Le Colonel Denis Bogros se voyait peut-être d’abord comme un cavalier. Né en 1927, Saint Cyrien en 1947, écuyer du Cadre Noir de Saumur et passionné d’équitation, il a été instructeur des enfants du roi Hassan II du Maroc, et a terminé sa carrière en 1977 comme chef de corps du Centre sportif d’équitation militaire de Fontainebleau. On lui doit un livre sur Les chevaux de la cavalerie française, publié en 1999, où il défend la thèse intéressante d’une certaine difficulté historique de cette cavalerie à s’équiper en excellents chevaux « de guerre »  du fait de la pression constante des éleveurs de l’Ouest sur les gouvernements.

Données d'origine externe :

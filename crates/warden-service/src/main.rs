use std::sync::Arc;

use clap::Parser;
use warden_core::engine::CancelToken;
use warden_core::tuple::TenantId;
use warden_service::cli::{Cli, Command};
use warden_service::config::{AppConfig, LogFormat};
use warden_service::fixture::Fixture;
use warden_service::service::{CheckInput, ExpandInput, LookupSchemaInput, PermissionService};
use warden_storage::InMemoryStoreFactory;

use tracing_subscriber::EnvFilter;
use tracing_subscriber::layer::SubscriberExt;
use tracing_subscriber::util::SubscriberInitExt;

type Service = PermissionService<InMemoryStoreFactory>;

fn init_logging(config: &AppConfig) {
    let filter =
        EnvFilter::try_from_default_env().unwrap_or_else(|_| EnvFilter::new(&config.log.level));

    // stdout carries command output.
    let registry = tracing_subscriber::registry().with(filter);

    match config.log.format {
        LogFormat::Json => {
            let fmt_layer = tracing_subscriber::fmt::layer()
                .json()
                .with_writer(std::io::stderr);
            registry.with(fmt_layer).init();
        }
        LogFormat::Pretty => {
            let fmt_layer = tracing_subscriber::fmt::layer()
                .pretty()
                .with_writer(std::io::stderr);
            registry.with(fmt_layer).init();
        }
    }
}

#[tokio::main]
async fn main() -> Result<(), Box<dyn std::error::Error>> {
    let cli = Cli::parse();

    let config = AppConfig::load(cli.config.as_deref())?;
    init_logging(&config);

    let service = PermissionService::new(
        Arc::new(InMemoryStoreFactory::new()),
        config.to_engine_config(),
        config.to_schema_limits(),
    )
    .with_depth_policy(config.to_depth_policy())
    .with_timeout(config.timeout());

    let tenant_id = TenantId::new(uuid::Uuid::nil());
    let fixture = Fixture::load(cli.command.fixture())?;
    fixture.install(&service, &tenant_id).await?;

    let (handle, cancel) = CancelToken::new();
    tokio::spawn(async move {
        if tokio::signal::ctrl_c().await.is_ok() {
            tracing::info!("received SIGINT, cancelling");
            handle.cancel();
        }
    });

    match cli.command {
        Command::Check {
            entity,
            permission,
            subject,
            depth,
            ..
        } => {
            let input = CheckInput {
                depth,
                ..CheckInput::new(entity, permission, subject)
            };
            run_check(&service, &tenant_id, input, cancel).await
        }
        Command::Expand {
            entity,
            permission,
            depth,
            ..
        } => {
            let input = ExpandInput {
                depth,
                ..ExpandInput::new(entity, permission)
            };
            run_expand(&service, &tenant_id, input, cancel).await
        }
        Command::LookupSchema {
            entity_type,
            relations,
            ..
        } => {
            let input = LookupSchemaInput {
                entity_type,
                relations,
                schema_version: None,
            };
            let permissions = service.lookup_schema(&tenant_id, input).await?;
            println!("{}", serde_json::to_string_pretty(&permissions)?);
            Ok(())
        }
        Command::Validate { .. } => run_validate(&service, &tenant_id, &fixture, &cancel).await,
    }
}

async fn run_check(
    service: &Service,
    tenant_id: &TenantId,
    input: CheckInput,
    cancel: CancelToken,
) -> Result<(), Box<dyn std::error::Error>> {
    let output = service.check_cancellable(tenant_id, input, cancel).await?;
    let report = serde_json::json!({
        "allowed": output.allowed,
        "remaining_depth": output.remaining_depth,
        "check_count": output.check_count,
        "snapshot": output.snapshot.value(),
        "schema_version": output.schema_version.value(),
    });
    println!("{}", serde_json::to_string_pretty(&report)?);
    Ok(())
}

async fn run_expand(
    service: &Service,
    tenant_id: &TenantId,
    input: ExpandInput,
    cancel: CancelToken,
) -> Result<(), Box<dyn std::error::Error>> {
    let output = service.expand_cancellable(tenant_id, input, cancel).await?;
    println!("{}", serde_json::to_string_pretty(&output.tree)?);
    Ok(())
}

async fn run_validate(
    service: &Service,
    tenant_id: &TenantId,
    fixture: &Fixture,
    cancel: &CancelToken,
) -> Result<(), Box<dyn std::error::Error>> {
    let outcomes = fixture.verify(service, tenant_id, cancel).await?;
    let failed = outcomes.iter().filter(|o| !o.passed()).count();

    for outcome in &outcomes {
        let status = if outcome.passed() { "PASS" } else { "FAIL" };
        println!("{status} {}", outcome.assertion);
    }
    tracing::info!(total = outcomes.len(), failed, "assertions evaluated");

    if failed > 0 {
        return Err(format!("{failed} of {} assertions failed", outcomes.len()).into());
    }
    Ok(())
}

Après avoir servi en Indochine de 1952 à 1954, il est officier des Affaires Indigènes au Maroc, où il apprend à apprécier la société tribale, « cette société berbère Masmouda, hiérarchisée, organisée, policée… Ces merveilleux et magnifiques Aït Bougemez, agriculteurs de haute montagne, ces inquiétants Aït Abdi pasteurs, poussant leurs troupeaux sur ce Koucer fantastique de canyons, de panthères et de truites, vers 3000  mètres d’altitude ». Il peut encore y éprouver, dans les tout derniers temps du Protectorat, le sentiment exaltant d’un simple « adjoint stagiaire, coiffé du képi bleu ciel, et chevauchant avec deux Mokhaznis au burnous bleu roi, (qui) se sent en possession d’une autorité absolue, car les chefs et les ijemaen me reconnaissaient comme seul représentant du pouvoir central, ce ‘Makhzen’ mieux connu que le Sultan ».

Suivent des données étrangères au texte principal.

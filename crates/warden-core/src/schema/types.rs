use std::collections::HashMap;
use std::fmt;
use std::str::FromStr;
use std::sync::Arc;

use serde::Deserialize;

#[derive(Debug, Clone, Copy, PartialEq, Eq, PartialOrd, Ord, Hash)]
pub struct SchemaVersion(u64);

impl SchemaVersion {
    pub fn new(value: u64) -> Self {
        Self(value)
    }

    pub fn value(&self) -> u64 {
        self.0
    }
}

impl fmt::Display for SchemaVersion {
    fn fmt(&self, f: &mut fmt::Formatter<'_>) -> fmt::Result {
        write!(f, "{}", self.0)
    }
}

/// An immutable set of entity definitions, indexed by entity type.
#[derive(Debug, Clone, PartialEq, Eq, Default)]
pub struct Schema {
    entities: Vec<Arc<EntityDefinition>>,
    index: HashMap<String, usize>,
}

impl Schema {
    /// Builds the schema index. When two definitions share a name the first
    /// one is indexed; `validate_schema` reports the duplicate.
    pub fn new(entities: Vec<EntityDefinition>) -> Self {
        let entities: Vec<_> = entities.into_iter().map(Arc::new).collect();
        let mut index = HashMap::with_capacity(entities.len());
        for (position, entity) in entities.iter().enumerate() {
            index.entry(entity.name.clone()).or_insert(position);
        }
        Self { entities, index }
    }

    pub fn entity(&self, name: &str) -> Option<&Arc<EntityDefinition>> {
        self.index.get(name).map(|&position| &self.entities[position])
    }

    pub fn entities(&self) -> &[Arc<EntityDefinition>] {
        &self.entities
    }
}

impl<'de> Deserialize<'de> for Schema {
    fn deserialize<D: serde::Deserializer<'de>>(deserializer: D) -> Result<Self, D::Error> {
        #[derive(Deserialize)]
        struct Repr {
            #[serde(default)]
            entities: Vec<EntityDefinition>,
        }

        Repr::deserialize(deserializer).map(|repr| Self::new(repr.entities))
    }
}

/// A name declared on an entity type, resolved through the index.
#[derive(Debug, Clone, Copy, PartialEq, Eq)]
pub enum Reference<'a> {
    Relation(&'a RelationDef),
    Permission(&'a PermissionDef),
}

#[derive(Debug, Clone, Copy, PartialEq, Eq)]
enum Slot {
    Relation(usize),
    Permission(usize),
}

#[derive(Debug, Clone, PartialEq, Eq, Deserialize)]
#[serde(from = "EntityRepr")]
pub struct EntityDefinition {
    pub name: String,
    relations: Vec<RelationDef>,
    permissions: Vec<PermissionDef>,
    index: HashMap<String, Slot>,
}

#[derive(Deserialize)]
struct EntityRepr {
    name: String,
    #[serde(default)]
    relations: Vec<RelationDef>,
    #[serde(default)]
    permissions: Vec<PermissionDef>,
}

impl From<EntityRepr> for EntityDefinition {
    fn from(repr: EntityRepr) -> Self {
        Self::new(repr.name, repr.relations, repr.permissions)
    }
}

impl EntityDefinition {
    pub fn new(
        name: impl Into<String>,
        relations: Vec<RelationDef>,
        permissions: Vec<PermissionDef>,
    ) -> Self {
        let mut index = HashMap::with_capacity(relations.len() + permissions.len());
        for (position, relation) in relations.iter().enumerate() {
            index
                .entry(relation.name.clone())
                .or_insert(Slot::Relation(position));
        }
        for (position, permission) in permissions.iter().enumerate() {
            index
                .entry(permission.name.clone())
                .or_insert(Slot::Permission(position));
        }
        Self {
            name: name.into(),
            relations,
            permissions,
            index,
        }
    }

    /// Relations in declaration order.
    pub fn relations(&self) -> &[RelationDef] {
        &self.relations
    }

    /// Permissions in declaration order.
    pub fn permissions(&self) -> &[PermissionDef] {
        &self.permissions
    }

    pub fn reference(&self, name: &str) -> Option<Reference<'_>> {
        self.index.get(name).map(|slot| match *slot {
            Slot::Relation(position) => Reference::Relation(&self.relations[position]),
            Slot::Permission(position) => Reference::Permission(&self.permissions[position]),
        })
    }

    pub fn relation(&self, name: &str) -> Option<&RelationDef> {
        match self.reference(name)? {
            Reference::Relation(relation) => Some(relation),
            Reference::Permission(_) => None,
        }
    }

    pub fn permission(&self, name: &str) -> Option<&PermissionDef> {
        match self.reference(name)? {
            Reference::Permission(permission) => Some(permission),
            Reference::Relation(_) => None,
        }
    }
}

#[derive(Debug, Clone, PartialEq, Eq, Deserialize)]
pub struct RelationDef {
    pub name: String,
    #[serde(default)]
    pub subject_types: Vec<SubjectTypeRef>,
}

impl RelationDef {
    pub fn new(name: impl Into<String>, subject_types: Vec<SubjectTypeRef>) -> Self {
        Self {
            name: name.into(),
            subject_types,
        }
    }
}

/// An allowed subject type of a relation: `user` or `group#member`.
#[derive(Debug, Clone, PartialEq, Eq, Hash, Deserialize)]
#[serde(try_from = "String")]
pub struct SubjectTypeRef {
    pub type_name: String,
    pub relation: Option<String>,
}

impl SubjectTypeRef {
    pub fn direct(type_name: impl Into<String>) -> Self {
        Self {
            type_name: type_name.into(),
            relation: None,
        }
    }

    pub fn userset(type_name: impl Into<String>, relation: impl Into<String>) -> Self {
        Self {
            type_name: type_name.into(),
            relation: Some(relation.into()),
        }
    }
}

impl fmt::Display for SubjectTypeRef {
    fn fmt(&self, f: &mut fmt::Formatter<'_>) -> fmt::Result {
        match &self.relation {
            Some(relation) => write!(f, "{}#{relation}", self.type_name),
            None => write!(f, "{}", self.type_name),
        }
    }
}

impl FromStr for SubjectTypeRef {
    type Err = InvalidRuleText;

    fn from_str(s: &str) -> Result<Self, Self::Err> {
        let (type_name, relation) = match s.split_once('#') {
            Some((type_name, relation)) => (type_name, Some(relation)),
            None => (s, None),
        };
        if !is_identifier(type_name) || relation.is_some_and(|r| !is_identifier(r)) {
            return Err(InvalidRuleText(s.to_string()));
        }
        Ok(Self {
            type_name: type_name.to_string(),
            relation: relation.map(str::to_string),
        })
    }
}

impl TryFrom<String> for SubjectTypeRef {
    type Error = InvalidRuleText;

    fn try_from(value: String) -> Result<Self, Self::Error> {
        value.parse()
    }
}

#[derive(Debug, Clone, PartialEq, Eq, Deserialize)]
pub struct PermissionDef {
    pub name: String,
    pub rule: RewriteRule,
}

impl PermissionDef {
    pub fn new(name: impl Into<String>, rule: RewriteRule) -> Self {
        Self {
            name: name.into(),
            rule,
        }
    }
}

#[derive(Debug, Clone, PartialEq, Eq, thiserror::Error)]
#[error("invalid rule text '{0}'")]
pub struct InvalidRuleText(pub String);

/// Compiled permission expression.
///
/// Exclusion lives on leaves only: a leaf with `exclusion` set contributes
/// the negation of its result to the enclosing node.
#[derive(Debug, Clone, PartialEq, Eq, Deserialize)]
#[serde(try_from = "RuleRepr")]
pub enum RewriteRule {
    Union(Vec<RewriteRule>),
    Intersection(Vec<RewriteRule>),
    ComputedUserset {
        relation: String,
        exclusion: bool,
    },
    TupleToUserset {
        tupleset: String,
        computed: String,
        exclusion: bool,
    },
}

impl RewriteRule {
    pub fn computed(relation: impl Into<String>) -> Self {
        Self::ComputedUserset {
            relation: relation.into(),
            exclusion: false,
        }
    }

    pub fn tuple_to_userset(tupleset: impl Into<String>, computed: impl Into<String>) -> Self {
        Self::TupleToUserset {
            tupleset: tupleset.into(),
            computed: computed.into(),
            exclusion: false,
        }
    }

    /// Marks a leaf as excluded. Union and intersection nodes are returned
    /// unchanged.
    pub fn excluded(self) -> Self {
        match self {
            Self::ComputedUserset { relation, .. } => Self::ComputedUserset {
                relation,
                exclusion: true,
            },
            Self::TupleToUserset {
                tupleset, computed, ..
            } => Self::TupleToUserset {
                tupleset,
                computed,
                exclusion: true,
            },
            node => node,
        }
    }
}

impl fmt::Display for RewriteRule {
    fn fmt(&self, f: &mut fmt::Formatter<'_>) -> fmt::Result {
        let join = |f: &mut fmt::Formatter<'_>, children: &[RewriteRule], op: &str| {
            write!(f, "(")?;
            for (i, child) in children.iter().enumerate() {
                if i > 0 {
                    write!(f, " {op} ")?;
                }
                write!(f, "{child}")?;
            }
            write!(f, ")")
        };
        match self {
            Self::Union(children) => join(f, children, "or"),
            Self::Intersection(children) => join(f, children, "and"),
            Self::ComputedUserset {
                relation,
                exclusion,
            } => {
                if *exclusion {
                    write!(f, "not ")?;
                }
                write!(f, "{relation}")
            }
            Self::TupleToUserset {
                tupleset,
                computed,
                exclusion,
            } => {
                if *exclusion {
                    write!(f, "not ")?;
                }
                write!(f, "{tupleset}.{computed}")
            }
        }
    }
}

/// Parses a single leaf: `owner`, `parent.admin`, `not banned`.
impl FromStr for RewriteRule {
    type Err = InvalidRuleText;

    fn from_str(s: &str) -> Result<Self, Self::Err> {
        let invalid = || InvalidRuleText(s.to_string());

        let text = s.trim();
        let (exclusion, text) = match text.strip_prefix("not ") {
            Some(rest) => (true, rest.trim_start()),
            None => (false, text),
        };

        let leaf = match text.split_once('.') {
            Some((tupleset, computed)) => {
                if !is_identifier(tupleset) || !is_identifier(computed) {
                    return Err(invalid());
                }
                Self::tuple_to_userset(tupleset, computed)
            }
            None => {
                if !is_identifier(text) {
                    return Err(invalid());
                }
                Self::computed(text)
            }
        };

        Ok(if exclusion { leaf.excluded() } else { leaf })
    }
}

#[derive(Deserialize)]
#[serde(untagged)]
enum RuleRepr {
    Leaf(String),
    Union { union: Vec<RewriteRule> },
    Intersection { intersection: Vec<RewriteRule> },
}

impl TryFrom<RuleRepr> for RewriteRule {
    type Error = InvalidRuleText;

    fn try_from(repr: RuleRepr) -> Result<Self, Self::Error> {
        match repr {
            RuleRepr::Leaf(text) => text.parse(),
            RuleRepr::Union { union } => Ok(Self::Union(union)),
            RuleRepr::Intersection { intersection } => Ok(Self::Intersection(intersection)),
        }
    }
}

fn is_identifier(s: &str) -> bool {
    !s.is_empty() && s.chars().all(|c| c.is_ascii_alphanumeric() || c == '_')
}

En 1956, il est volontaire pour un détachement au Ministère de l’Intérieur, afin de participer à la mise en place des premières Sections Administratives Spéciales (SAS) créées en Algérie par le gouverneur général Soustelle et  chargées de « réadministrer » le pays. Il se retrouve alors, comme bien d’autres officiers du même corps « seul, à la tête d’une circonscription de 11 000 habitants, dans un pays en rébellion, c’est à dire très exactement avec un bureau et une chaise, une liste de vingt noms et un garde champêtre ». Lieutenant, puis capitaine, il exerce jusqu’en 1960 les fonctions de chef de SAS à El-Méridj, douar situé près de Tébessa, à la frontière algéro-tunisienne, centre d’un  territoire occupé par la tribu arabe semi-nomade des Ouled. Sidi Yahya b. Youssef.

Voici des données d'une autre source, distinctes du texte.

use std::collections::HashMap;
use std::hash::Hash;
use std::sync::Arc;

use parking_lot::Mutex;

use crate::tuple::EntityRef;

/// Sub-problem identity inside one request. The query subject is fixed for
/// the request, so it is not part of the key.
#[derive(Debug, Clone, PartialEq, Eq, Hash)]
pub(crate) struct VisitKey {
    pub entity: EntityRef,
    pub relation: String,
}

impl VisitKey {
    pub(crate) fn new(entity: &EntityRef, relation: &str) -> Self {
        Self {
            entity: entity.clone(),
            relation: relation.to_string(),
        }
    }
}

/// Ancestors of the sub-problem being evaluated, innermost first.
#[derive(Debug, Clone, Default)]
pub(crate) struct Path(Option<Arc<PathNode>>);

#[derive(Debug)]
struct PathNode {
    key: VisitKey,
    parent: Option<Arc<PathNode>>,
}

impl Path {
    pub(crate) fn push(&self, key: VisitKey) -> Self {
        Self(Some(Arc::new(PathNode {
            key,
            parent: self.0.clone(),
        })))
    }

    pub(crate) fn contains(&self, key: &VisitKey) -> bool {
        let mut node = self.0.as_deref();
        while let Some(current) = node {
            if current.key == *key {
                return true;
            }
            node = current.parent.as_deref();
        }
        false
    }
}

/// Memo of resolved sub-problems, shared by every branch of one request.
#[derive(Debug)]
pub(crate) struct VisitMap<K, V> {
    entries: Mutex<HashMap<K, V>>,
}

impl<K: Eq + Hash, V: Clone> VisitMap<K, V> {
    pub(crate) fn new() -> Self {
        Self {
            entries: Mutex::new(HashMap::new()),
        }
    }

    pub(crate) fn get(&self, key: &K) -> Option<V> {
        self.entries.lock().get(key).cloned()
    }

    pub(crate) fn insert(&self, key: K, value: V) {
        self.entries.lock().insert(key, value);
    }

    #[cfg(test)]
    pub(crate) fn len(&self) -> usize {
        self.entries.lock().len()
    }
}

En 1958, concourant à un stage au CHEAM (Centre des Hautes Etudes sur l’Afrique et l’Asie Modernes, alors dirigé par le Colonel arabisant Pierre Rondot), il rédige un intéressant mémoire intitulé De la tribu à la commune, « écrit sur le siège de sa selle et le capot de sa jeep », où il fait avec lucidité le constat de la  grande misère d’une  population qui a plus que triplé depuis la fin du XIXème siècle, alors même que ses structures traditionnelles se désorganisaient, et que disparaissaient les anciens modes de  vie et les solidarités tribales : « La tribu des Ouled Sidi Yahya n’existait plus… Je n’avais devant moi que ce que j’appelais d’emblée un prolétariat rural… une société traditionnelle ‘désintégrée’ au contact de notre société et du monde en mouvement qu’elle lui a fait découvrir » ; et plus loin : « Reconnaissons-le avec humilité, le résultat, après un siècle, est négatif. Et nous, peuple de bâtisseurs suivant le poncif national, devons reconnaître que nous avons tout détruit. Bien plus, et cela donne mauvaise conscience, nous avons avili la population. Et cela est terrible de responsabilités ».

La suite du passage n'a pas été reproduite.